*Your task*
For each line of the listing that contains "shipped", make a copy and return it.

*Data for review*
┌──

//! Action module

pub mod node;

pub use node::{split_args, NodeAction, OutputMode};
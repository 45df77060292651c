//! XML launch file writer

use crate::{actions::NodeAction, description::LaunchDescription, error::GenerationError};
use std::fmt::Write;

/// Render a description as a ROS 2 `.launch.xml` document
pub fn to_xml_string(description: &LaunchDescription) -> Result<String, GenerationError> {
    let mut out = String::from("<?xml version=\"1.0\"?>\n<launch>\n");
    for node in description {
        out.push_str("  <node");
        for (name, value) in node_attributes(node)? {
            // Writing to a String cannot fail
            let _ = write!(out, " {}=\"{}\"", name, escape(&value));
        }
        out.push_str("/>\n");
    }
    out.push_str("</launch>\n");
    Ok(out)
}

fn node_attributes(node: &NodeAction) -> Result<Vec<(&'static str, String)>, GenerationError> {
    let mut attrs = vec![
        ("pkg", node.package.clone()),
        ("exec", node.executable.clone()),
    ];
    if let Some(name) = &node.name {
        attrs.push(("name", name.clone()));
    }
    if let Some(namespace) = &node.namespace {
        attrs.push(("namespace", namespace.clone()));
    }
    if !node.arguments.is_empty() {
        attrs.push(("args", join_args(&node.arguments)?));
    }
    if let Some(output) = node.output {
        attrs.push(("output", output.to_string()));
    }
    if node.emulate_tty {
        attrs.push(("emulate_tty", "true".to_string()));
    }
    Ok(attrs)
}

/// Join arguments into a frontend `args` string.
///
/// The frontends split `args` on whitespace and expand `$(...)`, so an
/// argument containing either would not come back unchanged.
pub fn join_args(arguments: &[String]) -> Result<String, GenerationError> {
    if let Some(bad) = arguments.iter().find(|a| {
        a.is_empty() || a.contains("$(") || a.chars().any(char::is_whitespace)
    }) {
        return Err(GenerationError::UnrepresentableArgument(bad.clone()));
    }
    Ok(arguments.join(" "))
}

fn escape(value: &str) -> String {
    let mut escaped = String::with_capacity(value.len());
    for c in value.chars() {
        match c {
            '&' => escaped.push_str("&amp;"),
            '<' => escaped.push_str("&lt;"),
            '>' => escaped.push_str("&gt;"),
            '"' => escaped.push_str("&quot;"),
            '\'' => escaped.push_str("&apos;"),
            // Attribute normalization turns raw line breaks and tabs into spaces
            '\n' => escaped.push_str("&#10;"),
            '\r' => escaped.push_str("&#13;"),
            '\t' => escaped.push_str("&#9;"),
            c => escaped.push(c),
        }
    }
    escaped
}
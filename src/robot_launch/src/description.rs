//! Launch descriptions: the ordered list of processes handed to a launch runner

use crate::{
    actions::NodeAction,
    error::{ParseError, RemapError, Result},
    remap::BridgeRemap,
};
use std::collections::BTreeSet;

/// An ordered, immutable collection of node actions
#[derive(Debug, Clone, Default, PartialEq, Eq)]
pub struct LaunchDescription {
    actions: Vec<NodeAction>,
}

/// One bridge argument and the result of reading it as a remap expression
#[derive(Debug, Clone, PartialEq, Eq)]
pub struct BridgeArgument<'a> {
    /// Position of the owning action in the description
    pub action_index: usize,
    pub node: &'a NodeAction,
    pub argument: &'a str,
    pub remap: std::result::Result<BridgeRemap, RemapError>,
}

impl LaunchDescription {
    pub fn new(actions: Vec<NodeAction>) -> Self {
        Self { actions }
    }

    pub fn actions(&self) -> &[NodeAction] {
        &self.actions
    }

    pub fn iter(&self) -> std::slice::Iter<'_, NodeAction> {
        self.actions.iter()
    }

    pub fn len(&self) -> usize {
        self.actions.len()
    }

    pub fn is_empty(&self) -> bool {
        self.actions.is_empty()
    }

    /// Distinct `(package, executable)` pairs declared by this description
    pub fn executables(&self) -> BTreeSet<(&str, &str)> {
        self.actions
            .iter()
            .map(|a| (a.package.as_str(), a.executable.as_str()))
            .collect()
    }

    /// Every argument of every bridge node, read as a remap expression.
    ///
    /// Parse failures are reported per argument; nothing here rejects the
    /// description itself.
    pub fn bridge_arguments(&self) -> Vec<BridgeArgument<'_>> {
        self.actions
            .iter()
            .enumerate()
            .filter(|(_, node)| node.is_bridge())
            .flat_map(|(action_index, node)| {
                node.arguments.iter().map(move |argument| BridgeArgument {
                    action_index,
                    node,
                    argument,
                    remap: argument.parse(),
                })
            })
            .collect()
    }

    /// Check that every action names a package and an executable
    pub fn validate(&self) -> Result<()> {
        for (index, action) in self.actions.iter().enumerate() {
            if action.package.is_empty() {
                return Err(ParseError::EmptyIdentifier {
                    index,
                    field: "package",
                });
            }
            if action.executable.is_empty() {
                return Err(ParseError::EmptyIdentifier {
                    index,
                    field: "executable",
                });
            }
        }
        Ok(())
    }
}

impl FromIterator<NodeAction> for LaunchDescription {
    fn from_iter<I: IntoIterator<Item = NodeAction>>(iter: I) -> Self {
        Self::new(iter.into_iter().collect())
    }
}

impl<'a> IntoIterator for &'a LaunchDescription {
    type Item = &'a NodeAction;
    type IntoIter = std::slice::Iter<'a, NodeAction>;

    fn into_iter(self) -> Self::IntoIter {
        self.actions.iter()
    }
}

impl IntoIterator for LaunchDescription {
    type Item = NodeAction;
    type IntoIter = std::vec::IntoIter<NodeAction>;

    fn into_iter(self) -> Self::IntoIter {
        self.actions.into_iter()
    }
}
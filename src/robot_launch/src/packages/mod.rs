//! Launch descriptions shipped with the robot workspaces
//!
//! Each submodule mirrors one ROS 2 package and exposes one builder per
//! launch file. Builders take no input and always return the same list.

pub mod circle_wall_actions_pkg;
pub mod topic_publisher_pkg;
pub mod tracking_robot_pkg;

use crate::{actions::NodeAction, description::LaunchDescription, remap::BRIDGE_EXECUTABLE};

/// Suffix of the Python launch file names
pub const LAUNCH_FILE_SUFFIX: &str = ".launch.py";

/// A launch file known to this crate
#[derive(Debug, Clone, Copy)]
pub struct LaunchFile {
    pub package: &'static str,
    /// File name without the `.launch.py` suffix
    pub name: &'static str,
    build: fn() -> LaunchDescription,
}

impl LaunchFile {
    pub fn file_name(&self) -> String {
        format!("{}{}", self.name, LAUNCH_FILE_SUFFIX)
    }

    pub fn generate(&self) -> LaunchDescription {
        (self.build)()
    }
}

static LAUNCH_FILES: &[LaunchFile] = &[
    LaunchFile {
        package: "circle_wall_actions_pkg",
        name: "circle_wall_actions",
        build: circle_wall_actions_pkg::circle_wall_actions,
    },
    LaunchFile {
        package: "topic_publisher_pkg",
        name: "circle_wall",
        build: topic_publisher_pkg::circle_wall,
    },
    LaunchFile {
        package: "topic_publisher_pkg",
        name: "move_robot",
        build: topic_publisher_pkg::move_robot,
    },
    LaunchFile {
        package: "tracking_robot_pkg",
        name: "tracking_robot",
        build: tracking_robot_pkg::tracking_robot,
    },
];

/// All shipped launch files, sorted by package then file name
pub fn launch_files() -> &'static [LaunchFile] {
    LAUNCH_FILES
}

/// Look up a launch file; `file` may carry the `.launch.py` suffix or not
pub fn find_launch_file(package: &str, file: &str) -> Option<&'static LaunchFile> {
    let name = file.strip_suffix(LAUNCH_FILE_SUFFIX).unwrap_or(file);
    LAUNCH_FILES
        .iter()
        .find(|f| f.package == package && f.name == name)
}

/// A bridge process relaying a single topic
fn bridge(package: &str, remap: &str) -> NodeAction {
    NodeAction::new(package, BRIDGE_EXECUTABLE).argument(remap)
}

#[cfg(test)]
mod tests {
    use super::*;

    #[test]
    fn test_registry_is_sorted() {
        let keys: Vec<_> = launch_files().iter().map(|f| (f.package, f.name)).collect();
        let mut sorted = keys.clone();
        sorted.sort();
        assert_eq!(keys, sorted);
    }

    #[test]
    fn test_find_with_and_without_suffix() {
        let a = find_launch_file("topic_publisher_pkg", "move_robot").unwrap();
        let b = find_launch_file("topic_publisher_pkg", "move_robot.launch.py").unwrap();
        assert_eq!(a.file_name(), "move_robot.launch.py");
        assert_eq!(a.generate(), b.generate());
    }

    #[test]
    fn test_find_requires_matching_package() {
        assert!(find_launch_file("tracking_robot_pkg", "move_robot").is_none());
        assert!(find_launch_file("topic_publisher_pkg", "move_robot.launch.xml").is_none());
    }
}
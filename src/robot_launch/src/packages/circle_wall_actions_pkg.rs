//! circle_wall_actions_pkg launch files

use super::bridge;
use crate::{
    actions::{NodeAction, OutputMode},
    description::LaunchDescription,
};

/// `circle_wall_actions.launch.py`: three topic bridges, then the action
/// client and server.
///
/// The bridges are split across `ros_gz_bridge` and `ros_ign_bridge` exactly
/// as declared; both packages install a `parameter_bridge`.
pub fn circle_wall_actions() -> LaunchDescription {
    LaunchDescription::new(vec![
        bridge(
            "ros_gz_bridge",
            "/cmd_vel@geometry_msgs/msg/Twist@ignition.msgs.Twist",
        ),
        bridge(
            "ros_ign_bridge",
            "/lidar@sensor_msgs/msg/LaserScan@ignition.msgs.LaserScan",
        ),
        bridge(
            "ros_gz_bridge",
            "/wall/touched@std_msgs/msg/Bool@ignition.msgs.Boolean",
        ),
        NodeAction::new("circle_wall_actions_pkg", "circle_wall_client")
            .output(OutputMode::Screen),
        NodeAction::new("circle_wall_actions_pkg", "circle_wall_server")
            .output(OutputMode::Screen),
    ])
}

#[cfg(test)]
mod tests {
    use super::*;

    #[test]
    fn test_bridge_packages_in_order() {
        let packages: Vec<_> = circle_wall_actions()
            .iter()
            .filter(|n| n.is_bridge())
            .map(|n| n.package.clone())
            .collect();
        assert_eq!(packages, vec!["ros_gz_bridge", "ros_ign_bridge", "ros_gz_bridge"]);
    }

    #[test]
    fn test_client_before_server() {
        let description = circle_wall_actions();
        let executables: Vec<_> = description
            .iter()
            .skip(3)
            .map(|n| n.executable.as_str())
            .collect();
        assert_eq!(executables, vec!["circle_wall_client", "circle_wall_server"]);
    }

    #[test]
    fn test_every_bridge_argument_is_well_formed() {
        let description = circle_wall_actions();
        let arguments = description.bridge_arguments();
        assert_eq!(arguments.len(), 3);
        assert!(arguments.iter().all(|a| a.remap.is_ok()));
    }
}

└──

*Exercise output*
//! Launch descriptions shipped with the robot workspaces
/// All shipped launch files, sorted by package then file name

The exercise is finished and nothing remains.